The definition I have been given of the $\limsup\limits_{n \to \infty} Y_n$ where the $Y_n$ are random variables is that it is another random variable defined as $(\limsup\limits_{n \to \infty} Y_n)(\omega) = \limsup\limits_{n \to \infty} Y_n(\omega)$ for any $\omega \in \Omega$ where the $\lim\sup$ on the R.H.S is the standard $\lim\sup$ of a sequence of reals (as that is the definition of $\lim\sup$ for a sequence of measurable functions).
However I am then given the question to prove that if we have $X_i$ as IID standard $N(0,1)$ random variables then we get $\limsup\limits_{n \to \infty} \frac{X_n}{\sqrt{2\log(n)}} = 1$ almost surely. In this case if I use the definition given above we get that $X_n(\omega) = X_m(\omega)$ for any $n,m$ and $\omega$ as all the $X_i$ have the same distribution. So our sequence is then just decaying to $0$ so the $\lim\sup$ should be $0$ and not $1$ almost surely.

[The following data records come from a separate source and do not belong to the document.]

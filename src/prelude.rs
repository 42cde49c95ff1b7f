pub use hal::Qei as _;

pub use crate::mmio::RegisterBus as _;
pub use crate::timer::qei::QeiExt as _;
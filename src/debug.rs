//! Encoder diagnostics
//!
//! The `debug` feature sends text to the host console over semihosting: call [`init`]
//! once at startup, then use [`print!`] and [`println!`]. The `defmt` feature routes the
//! driver's own events (encoder configured, counter loaded) to `defmt`. With neither
//! feature the driver emits nothing and the macros are not exported.
//!
//! Semihosting halts the core on every call until a debug probe answers. Firmware built
//! with `debug` will hang when no debugger is attached.

#[cfg(feature = "debug")]
use core::cell::RefCell;

#[cfg(feature = "debug")]
use cortex_m::interrupt::Mutex;
#[cfg(feature = "debug")]
use cortex_m_semihosting::hio::HStdout;

/// Host console handle, filled in by [`init`]
#[cfg(feature = "debug")]
pub static STDOUT: Mutex<RefCell<Option<HStdout>>> = Mutex::new(RefCell::new(None));

/// Opens the host console
///
/// Output printed before this call is dropped. A no-op without the `debug` feature.
pub fn init() {
    #[cfg(feature = "debug")]
    {
        use cortex_m::interrupt;
        use cortex_m_semihosting::hio;

        interrupt::free(|cs| {
            // No host attached means no output; the program keeps running.
            *STDOUT.borrow(cs).borrow_mut() = hio::hstdout().ok();
        });
    }
}

/// Formats to the host console
#[cfg(feature = "debug")]
#[macro_export]
macro_rules! print {
    ($($arg:tt)*) => {
        $crate::cortex_m::interrupt::free(|cs| {
            if let Some(ref mut stdout) =
                *$crate::debug::STDOUT.borrow(cs).borrow_mut()
            {
                use core::fmt::Write;
                // Output is best effort, a failed host write is dropped
                let _ = write!(stdout, $($arg)*);
            }
        })
    }
}

/// Formats a line to the host console
#[cfg(feature = "debug")]
#[macro_export]
macro_rules! println {
    ($fmt:expr) => {
        $crate::print!(concat!($fmt, "\n"));
    };
    ($fmt:expr, $($arg:tt)*) => {
        $crate::print!(concat!($fmt, "\n"), $($arg)*);
    };
}

/// Traces a driver event
///
/// Format strings must be understood by both `defmt` and `core::fmt`, so stick to
/// plain `{}` placeholders.
macro_rules! trace {
    ($fmt:literal $(, $arg:expr)* $(,)?) => {{
        #[cfg(feature = "defmt")]
        defmt::trace!($fmt $(, $arg)*);
        #[cfg(feature = "debug")]
        $crate::println!($fmt $(, $arg)*);
        #[cfg(not(any(feature = "defmt", feature = "debug")))]
        {
            $(let _ = &($arg);)*
        }
    }};
}
use std::{
    env,
    fs::File,
    io::{self, prelude::*},
    path::PathBuf,
};

fn main() -> Result<(), Error> {
    copy_memory_config()?;

    println!("cargo:rerun-if-changed=build.rs");

    Ok(())
}

/// Make `memory.x` available to the linker when building the demo
fn copy_memory_config() -> Result<(), Error> {
    let out_dir = env::var("OUT_DIR")?;
    let out_dir = PathBuf::from(out_dir);

    File::create(out_dir.join("memory.x"))?.write_all(include_bytes!("memory.x"))?;

    // Tell Cargo where to find the file.
    println!("cargo:rustc-link-search={}", out_dir.display());

    println!("cargo:rerun-if-changed=memory.x");

    Ok(())
}

#[derive(Debug)]
enum Error {
    Env(env::VarError),
    Io(io::Error),
}

impl From<env::VarError> for Error {
    fn from(error: env::VarError) -> Self {
        Self::Env(error)
    }
}

impl From<io::Error> for Error {
    fn from(error: io::Error) -> Self {
        Self::Io(error)
    }
}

I'm sure that I'm the one who has a conceptual error somewhere but I can't see what. I know the question is not wrong as other people have asked it here. Please help me clear up this confusion.
Best Answer
Two random variables having the same distribution does not mean they take the same value on each $\omega$. Indeed, independence already kill that possibility unless the random variable is constant (a.s.).